Python — Manual Paging with Cursor

from cassandra.query import SimpleStatement
import base64

# First page
stmt = SimpleStatement("SELECT * FROM examples.users", fetch_size=25)
result = session.execute(stmt)

for row in result.current_rows:
    print(row.name)

# Serialize paging state (e.g., return to HTTP client as a cursor token)
cursor = base64.b64encode(result.paging_state).decode("utf-8")

# --- On the next request, decode the cursor and resume ---

paging_state = base64.b64decode(cursor)
stmt = SimpleStatement("SELECT * FROM examples.users", fetch_size=25)
result = session.execute(stmt, paging_state=paging_state)

for row in result.current_rows:
    print(row.name)

A paging state token is valid only for the exact query that produced it — same table, same WHERE clause, same selected columns, same consistency level. Validate any cursor token received from a client before using it; do not forward untrusted bytes directly to Cassandra.

Batch Operations

Cassandra batches group multiple CQL statements into a single coordinator request. Choose the batch type carefully — batches are not a general-purpose bulk-insert accelerator.

Unlogged Batch (Multi-Partition Inserts)

Use an unlogged batch when inserting into multiple partitions at the same time and you do not need atomicity guarantees.

CREATE TABLE IF NOT EXISTS examples.events (
  partition_key text,
  event_id      timeuuid,
  data          text,
  PRIMARY KEY (partition_key, event_id)
);
BEGIN UNLOGGED BATCH
  INSERT INTO examples.events (partition_key, event_id, data)
    VALUES ('p1', now(), 'payload-1');
  INSERT INTO examples.events (partition_key, event_id, data)
    VALUES ('p2', now(), 'payload-2');
APPLY BATCH;

Use UNLOGGED BATCH for multi-partition writes where atomicity is not required. Logged batches (BEGIN BATCH) add a two-phase batchlog coordination step that guarantees atomicity within a single partition, but this coordination overhead makes them unsuitable as a general multi-partition write strategy. If you need multi-partition atomicity, use BEGIN TRANSACTION instead.

SAI Queries

Storage-Attached Indexing (SAI) is Cassandra’s recommended secondary indexing engine. It supports equality, range, and collection queries on non-partition-key columns, and powers vector ANN search. See SAI Usage Patterns for guidance on when and how to use SAI.

Create an SAI Index

CREATE TABLE IF NOT EXISTS examples.orders (
  order_id    uuid PRIMARY KEY,
  customer_id text,
  status      text,
  total       decimal
);

CREATE CUSTOM INDEX ON examples.orders (status)
  USING 'StorageAttachedIndex';

CREATE CUSTOM INDEX ON examples.orders (customer_id)
  USING 'StorageAttachedIndex';

CREATE CUSTOM INDEX ON examples.orders (total)
  USING 'StorageAttachedIndex';

Single-Column SAI Filter

SELECT order_id, status, total
  FROM examples.orders
  WHERE customer_id = 'cust-001'
    AND status = 'pending';

Combined SAI Filters (Range + Equality)

SAI lets you combine filters on multiple indexed columns in a single query. Each additional filter further narrows the result set, which improves selectivity and performance.

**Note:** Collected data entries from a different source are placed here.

//! Exemplar-similarity intent routing.
//!
//! Each domain registers a small curated set of exemplar phrases. The
//! router embeds every exemplar once at construction; routing a query
//! embeds the query and scores each domain by cosine similarity against
//! its exemplars. The decision is pure: same query, same router state,
//! same answer.

use std::collections::BTreeMap;
use std::sync::Arc;

use serde::{Deserialize, Serialize};
use tracing::debug;

use noesis_core::embedding::{EmbeddingProvider, cosine_similarity};
use noesis_core::error::{Error, Result};
use noesis_core::types::{Domain, RouterDecision};

// ============================================================================
// Configuration
// ============================================================================

/// How a domain's exemplar similarities collapse into one score.
#[derive(Debug, Clone, Copy, PartialEq, Serialize, Deserialize)]
#[serde(rename_all = "snake_case")]
pub enum ScoreStrategy {
    /// The maximum similarity across the domain's exemplars.
    Max,

    /// The mean of the top-k similarities (k capped at the exemplar
    /// count; `TopKMean(1)` is equivalent to `Max`).
    TopKMean(usize),
}

/// Router tuning knobs.
#[derive(Debug, Clone, Copy, Serialize, Deserialize)]
pub struct RouterConfig {
    /// Scores within this distance of the top score are ties, resolved
    /// by lexicographic domain order.
    pub epsilon: f32,

    /// Similarity aggregation strategy.
    pub strategy: ScoreStrategy,
}

impl Default for RouterConfig {
    fn default() -> Self {
        Self {
            epsilon: 1e-6,
            strategy: ScoreStrategy::Max,
        }
    }
}

// ============================================================================
// IntentRouter
// ============================================================================

/// One pre-embedded exemplar phrase.
struct Exemplar {
    phrase: String,
    embedding: Vec<f32>,
}

/// Classifies queries against per-domain exemplar sets.
pub struct IntentRouter {
    embedder: Arc<dyn EmbeddingProvider>,
    exemplars: BTreeMap<Domain, Vec<Exemplar>>,
    config: RouterConfig,
}

impl IntentRouter {
    /// Build a router, embedding every exemplar phrase once.
    ///
    /// # Errors
    ///
    /// Fails with a configuration error if any domain in
    /// [`Domain::ALL`] is missing from `exemplars` or has an empty set.
    pub async fn new(
        embedder: Arc<dyn EmbeddingProvider>,
        exemplars: BTreeMap<Domain, Vec<String>>,
        config: RouterConfig,
    ) -> Result<Self> {
        for domain in Domain::ALL {
            match exemplars.get(&domain) {
                Some(phrases) if !phrases.is_empty() => {}
                _ => {
                    return Err(Error::config(format!(
                        "domain {domain} has no exemplar intents"
                    )));
                }
            }
        }

        let mut embedded = BTreeMap::new();
        for (domain, phrases) in exemplars {
            let mut set = Vec::with_capacity(phrases.len());
            for phrase in phrases {
                let embedding = embedder.embed(&phrase).await?;
                set.push(Exemplar { phrase, embedding });
            }
            embedded.insert(domain, set);
        }

        Ok(Self {
            embedder,
            exemplars: embedded,
            config,
        })
    }

    /// Route a query to its best-matching domain.
    ///
    /// # Errors
    ///
    /// `InvalidQuery` when the query is empty or whitespace-only;
    /// embedding failures propagate as-is.
    pub async fn route(&self, query: &str) -> Result<RouterDecision> {
        let trimmed = query.trim();
        if trimmed.is_empty() {
            return Err(Error::invalid_query("query is empty"));
        }

        let query_embedding = self.embedder.embed(trimmed).await?;

        let mut scores = Vec::with_capacity(self.exemplars.len());
        for (&domain, exemplars) in &self.exemplars {
            let score = self.domain_score(&query_embedding, exemplars);
            debug!(domain = %domain, score, "router domain score");
            scores.push((domain, score));
        }

        // Every domain within epsilon of the top score ties; the
        // BTreeMap iteration order makes the first qualifying entry the
        // lexicographically-smallest domain.
        let top = scores.iter().map(|&(_, s)| s).fold(f32::MIN, f32::max);
        let (domain, score) = scores
            .into_iter()
            .find(|&(_, s)| s >= top - self.config.epsilon)
            .ok_or_else(|| Error::config("router has no domains"))?;
        let decision = RouterDecision {
            domain,
            confidence: score.clamp(0.0, 1.0),
        };
        debug!(domain = %decision.domain, confidence = decision.confidence, "routed query");
        Ok(decision)
    }

    /// The exemplar phrases registered for a domain.
    pub fn exemplar_phrases(&self, domain: Domain) -> Vec<&str> {
        self.exemplars
            .get(&domain)
            .map(|set| set.iter().map(|e| e.phrase.as_str()).collect())
            .unwrap_or_default()
    }

    fn domain_score(&self, query: &[f32], exemplars: &[Exemplar]) -> f32 {
        let mut sims: Vec<f32> = exemplars
            .iter()
            .map(|e| cosine_similarity(query, &e.embedding))
            .collect();

        match self.config.strategy {
            ScoreStrategy::Max => sims.iter().copied().fold(f32::MIN, f32::max),
            ScoreStrategy::TopKMean(k) => {
                sims.sort_by(|a, b| b.total_cmp(a));
                let k = k.max(1).min(sims.len());
                sims[..k].iter().sum::<f32>() / k as f32
            }
        }
    }
}

#[cfg(test)]
mod tests {
    use super::*;
    use async_trait::async_trait;
    use noesis_core::embedding::HashingEmbedder;

    fn exemplars() -> BTreeMap<Domain, Vec<String>> {
        let mut map = BTreeMap::new();
        map.insert(
            Domain::Science,
            vec![
                "how do atoms form chemical bonds".to_string(),
                "what drives evolution and natural selection".to_string(),
                "explain quantum mechanics and wave functions".to_string(),
            ],
        );
        map.insert(
            Domain::Technology,
            vec![
                "how do neural networks learn".to_string(),
                "deploying containers with kubernetes".to_string(),
                "what are vector databases used for".to_string(),
            ],
        );
        map.insert(
            Domain::Philosophy,
            vec![
                "what makes an action morally right".to_string(),
                "the nature of knowledge and empiricism".to_string(),
                "existentialism and the meaning of life".to_string(),
            ],
        );
        map
    }

    async fn test_router() -> IntentRouter {
        IntentRouter::new(
            Arc::new(HashingEmbedder::with_dimension(256)),
            exemplars(),
            RouterConfig::default(),
        )
        .await
        .unwrap()
    }

    #[tokio::test]
    async fn test_route_atoms_query_to_science() {
        let router = test_router().await;
        let decision = router.route("How do atoms bond together?").await.unwrap();
        assert_eq!(decision.domain, Domain::Science);
        assert!(decision.confidence > 0.0);
        assert!(decision.confidence <= 1.0);
    }

    #[tokio::test]
    async fn test_route_kubernetes_query_to_technology() {
        let router = test_router().await;
        let decision = router
            .route("rolling out kubernetes containers")
            .await
            .unwrap();
        assert_eq!(decision.domain, Domain::Technology);
    }

    #[tokio::test]
    async fn test_route_is_deterministic() {
        let router = test_router().await;
        let first = router.route("what is knowledge").await.unwrap();
        let second = router.route("what is knowledge").await.unwrap();
        assert_eq!(first.domain, second.domain);
        assert_eq!(first.confidence, second.confidence);
    }

    #[tokio::test]
    async fn test_route_rejects_empty_query() {
        let router = test_router().await;
        assert!(matches!(
            router.route("").await.unwrap_err(),
            Error::InvalidQuery(_)
        ));
        assert!(matches!(
            router.route("   ").await.unwrap_err(),
            Error::InvalidQuery(_)
        ));
    }

    #[tokio::test]
    async fn test_new_rejects_missing_exemplars() {
        let mut partial = exemplars();
        partial.remove(&Domain::Technology);

        let err = IntentRouter::new(
            Arc::new(HashingEmbedder::with_dimension(64)),
            partial,
            RouterConfig::default(),
        )
        .await
        .err()
        .unwrap();
        assert!(err.to_string().contains("technology"));
    }

    #[tokio::test]
    async fn test_new_rejects_empty_exemplar_set() {
        let mut map = exemplars();
        map.insert(Domain::Science, Vec::new());

        let err = IntentRouter::new(
            Arc::new(HashingEmbedder::with_dimension(64)),
            map,
            RouterConfig::default(),
        )
        .await
        .err()
        .unwrap();
        assert!(err.to_string().contains("science"));
    }

    /// Embedder that maps every text to the same vector, forcing a
    /// three-way tie between domains.
    struct ConstantEmbedder;

    #[async_trait]
    impl EmbeddingProvider for ConstantEmbedder {
        async fn embed(&self, _text: &str) -> Result<Vec<f32>> {
            Ok(vec![1.0, 0.0])
        }

        fn dimension(&self) -> usize {
            2
        }

        fn name(&self) -> &str {
            "constant"
        }
    }

    #[tokio::test]
    async fn test_tie_breaks_to_lexicographically_first_domain() {
        let router = IntentRouter::new(
            Arc::new(ConstantEmbedder),
            exemplars(),
            RouterConfig::default(),
        )
        .await
        .unwrap();

        let decision = router.route("anything at all").await.unwrap();
        assert_eq!(decision.domain, Domain::Philosophy);
        assert_eq!(decision.confidence, 1.0);
    }

    /// Embedder with scripted similarities: the query maps to the x
    /// axis and each exemplar's cosine against it is its x component.
    struct ScriptedEmbedder;

    #[async_trait]
    impl EmbeddingProvider for ScriptedEmbedder {
        async fn embed(&self, text: &str) -> Result<Vec<f32>> {
            let x: f32 = match text {
                "which domain" => return Ok(vec![1.0, 0.0]),
                "ethics" => 0.50,
                "atoms" => 0.56,
                "networks" => 0.64,
                other => panic!("unexpected text: {other}"),
            };
            Ok(vec![x, (1.0 - x * x).sqrt()])
        }

        fn dimension(&self) -> usize {
            2
        }

        fn name(&self) -> &str {
            "scripted"
        }
    }

    #[tokio::test]
    async fn test_chained_epsilon_ties_measure_from_top_score() {
        let mut map = BTreeMap::new();
        map.insert(Domain::Philosophy, vec!["ethics".to_string()]);
        map.insert(Domain::Science, vec!["atoms".to_string()]);
        map.insert(Domain::Technology, vec!["networks".to_string()]);

        let config = RouterConfig {
            epsilon: 0.1,
            strategy: ScoreStrategy::Max,
        };
        let router = IntentRouter::new(Arc::new(ScriptedEmbedder), map, config)
            .await
            .unwrap();

        // Scores: philosophy 0.50, science 0.56, technology 0.64.
        // Science is within epsilon of the top score while philosophy
        // is not, so the tie resolves to science even though the
        // philosophy-science gap is also below epsilon.
        let decision = router.route("which domain").await.unwrap();
        assert_eq!(decision.domain, Domain::Science);
        assert!((decision.confidence - 0.56).abs() < 1e-4);
    }

    #[tokio::test]
    async fn test_top_k_mean_strategy() {
        let config = RouterConfig {
            epsilon: 1e-6,
            strategy: ScoreStrategy::TopKMean(2),
        };
        let router = IntentRouter::new(
            Arc::new(HashingEmbedder::with_dimension(256)),
            exemplars(),
            config,
        )
        .await
        .unwrap();

        let decision = router.route("How do atoms bond together?").await.unwrap();
        assert_eq!(decision.domain, Domain::Science);
        assert!(decision.confidence >= 0.0 && decision.confidence <= 1.0);
    }

    #[tokio::test]
    async fn test_exemplar_phrases_accessor() {
        let router = test_router().await;
        let phrases = router.exemplar_phrases(Domain::Science);
        assert_eq!(phrases.len(), 3);
        assert!(phrases[0].contains("atoms"));
    }
}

CREATE TABLE IF NOT EXISTS examples.products (
  product_id uuid PRIMARY KEY,
  category   text,
  price      decimal,
  in_stock   boolean
);

CREATE CUSTOM INDEX ON examples.products (category)
  USING 'StorageAttachedIndex';

CREATE CUSTOM INDEX ON examples.products (price)
  USING 'StorageAttachedIndex';

CREATE CUSTOM INDEX ON examples.products (in_stock)
  USING 'StorageAttachedIndex';
-- Find in-stock electronics priced between 100 and 500
SELECT product_id, category, price
  FROM examples.products
  WHERE category = 'electronics'
    AND price > 100
    AND price < 500
    AND in_stock = true;
SAI combined filters use AND logic by default. The most selective filter (the one that returns the fewest rows) should appear first for best performance.